For a while I am using Heroku-Scala/Java on Play Framework-MongoDB(Reactive Mongo) stack in different projects. In this project, I decided to use an SQL database instead of NoSql. Since project focus on security rather than excellent database or webserver, It would not matter which database I am using. However, my data schema in this project is more appropriate for SQL.

I already discovered how to send query and map result to object in Scala when I use MongoDB. This time, I need a library that will send query to SQL db and hopefully map result to object. So, I googled. I found out couple of cool libraries. One of them is Slick. This is function relational mapping(ORM in Java) for Scala. I think this library make whole process much more faster once you get used to it, even if it brings it’s own problems. Another cool library was ScalikeJDBC. It looks quite nice when you check their github samples page. These are nice libraries and I am planning to use them in bigger projects. In this project, I just have 3–4 tables and I just need couple of queries to database.

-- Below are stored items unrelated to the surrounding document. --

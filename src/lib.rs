//! Chess rules with reversible move application, and a generic minimax
//! search that plays them.
//!
//! # Examples
//!
//! Generate legal moves in the starting position:
//!
//! ```
//! use gambit::Board;
//!
//! let mut board = Board::new();
//! let legals = board.legal_moves();
//! assert_eq!(legals.len(), 20);
//! ```
//!
//! Play moves, and take them back:
//!
//! ```
//! use gambit::{Board, Square};
//!
//! let mut board = Board::new();
//!
//! // 1. e4
//! let m = board.find_move(Square::E2, Square::E4, None).expect("legal");
//! board.play(m)?;
//! assert_eq!(board.last_move(), Some(m));
//!
//! board.undo_move()?;
//! assert_eq!(board, Board::new());
//! # Ok::<_, Box<dyn std::error::Error>>(())
//! ```
//!
//! Detect game end conditions:
//!
//! ```
//! use gambit::Board;
//!
//! let mut board = Board::new();
//! let status = board.status();
//! assert!(!status.is_check());
//! assert!(!status.is_checkmate());
//! assert!(!status.is_draw());
//! assert_eq!(board.outcome(), None); // no winner yet
//! ```
//!
//! Ask for a move:
//!
//! ```
//! use gambit::Board;
//! use rand::thread_rng;
//!
//! let mut board = Board::new();
//! let m = board.recommended_move(1, &mut thread_rng());
//! assert!(m.is_some());
//! ```
//!
//! # Feature flags
//!
//! * `serde`: Implements [`serde::Serialize`](https://docs.rs/serde/1/serde/trait.Serialize.html)
//!   and [`serde::Deserialize`](https://docs.rs/serde/1/serde/trait.Deserialize.html) for
//!   types with unique natural representations.
//! * `nohash-hasher`: Implements
//!   [`nohash_hasher::IsEnabled`](https://docs.rs/nohash-hasher/0.2/nohash_hasher/trait.IsEnabled.html)
//!   for sensible types.
//! * `arbitrary`: Implements
//!   [`arbitrary::Arbitrary`](https://docs.rs/arbitrary/1/arbitrary/trait.Arbitrary.html)
//!   for plain value types, for fuzzing.

#![doc(html_root_url = "https://docs.rs/gambit/0.1.0")]
#![forbid(unsafe_code)]
#![warn(missing_debug_implementations)]
#![cfg_attr(docs_rs, feature(doc_auto_cfg))]

mod castling_side;
mod color;
mod engine;
mod errors;
mod m;
mod perft;
mod piece;
mod role;
mod square;
mod status;

pub mod bitboard;
pub mod board;
pub mod search;

pub use bitboard::Bitboard;
pub use board::{Board, ValidMoves};
pub use castling_side::{CastlingSide, IllegalCastleSide};
pub use color::{Color, ParseColorError};
pub use errors::{OccupiedSquare, PlayError, PlayErrorKind, UndoError};
pub use m::{Move, MoveList};
pub use perft::{debug_perft, perft};
pub use piece::{Piece, PieceId};
pub use role::{Movement, Role};
pub use square::{File, InvalidCoordinate, ParseSquareError, Rank, Square};
pub use status::{Outcome, Status};

#[cfg(feature = "nohash-hasher")]
impl nohash_hasher::IsEnabled for File {}

#[cfg(feature = "nohash-hasher")]
impl nohash_hasher::IsEnabled for Rank {}

#[cfg(feature = "nohash-hasher")]
impl nohash_hasher::IsEnabled for Square {}

#[cfg(feature = "nohash-hasher")]
impl nohash_hasher::IsEnabled for Role {}

#[cfg(feature = "nohash-hasher")]
impl nohash_hasher::IsEnabled for Color {}

#[cfg(feature = "nohash-hasher")]
impl nohash_hasher::IsEnabled for PieceId {}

So I decided to use directly JDBC. I coded query sender and mapper method using Scala generics and implicit so that I do not have to write create statement, close statement, and all boilerplate code, again and again.

I have user table in database, and its class correspondence in Scala:

case class User(id: Int, email: String, name: String, phone: String, password: String, role: String) {

def this(registerRequest: RegisterRequest, passwordHash: String, role: String) = this(-1, registerRequest.email, registerRequest.name, registerRequest.phone, passwordHash, role)

def toJson(): JsValue = {
JsObject(Seq("id" -> Json.toJson(id),
"email" -> Json.toJson(email),
"name" -> Json.toJson(name),
"phone" -> Json.toJson(phone)
))
}
}

Like this User table, I have other tables. I want to have only one method that can execute a query and map results to these objects.

Following method achieve this. Method takes SqlMappable type as generic, jdbc connection, and query string. when I call implicity[SqlMappable[T]].map, scala looking for a implicit defined in object of T.

trait SQLOps {

def executeQueryForList[T : SqlMappable](connection: java.sql.Connection, query: String): List[T] = {
var stmt: Statement = null
val result: ListBuffer[T] = new ListBuffer[T]
try {
stmt = connection.createStatement()
val resultSet = stmt.executeQuery(query)
while(resultSet.next()) {
var mappedObject = implicitly[SqlMappable[T]].map(resultSet)
if(mappedObject != null)
result += mappedObject
}
result.toList
} catch {
case e:Exception =>
e.printStackTrace()
result.toList
} finally {
//closing statement looks enough
//closing result set can be a good practice too
if(stmt != null)
stmt.close()
}
}
}

Following code shows definition of implicit value. We need to define this for each object type that we have.

object User {
implicit val map = new SqlMappable[User] {
def map(r: ResultSet) = new User(r.getInt("id"), r.getString("email"), r.getString("name"), r.getString("phone"), r.getString("password"), r.getString("role"))
}
}

After having all these, all I need to do is to have a Dao class with SqlOps trait. I use this method like that:

val users = executeQueryForList[User](connection, “SELECT * FROM USER”)

For queries that are not returning object result, I have another function that tells whether query is successful or not.

Using an async driver would be much more better in terms of performance. I was using ReactiveMongo which returns Future[Result] instead of result and you carry this Future until REST end point which make application scalable.

This is just a simple usage for beginner Scala users. It is not a mature way to use in large project. I would love to hear your suggestions too.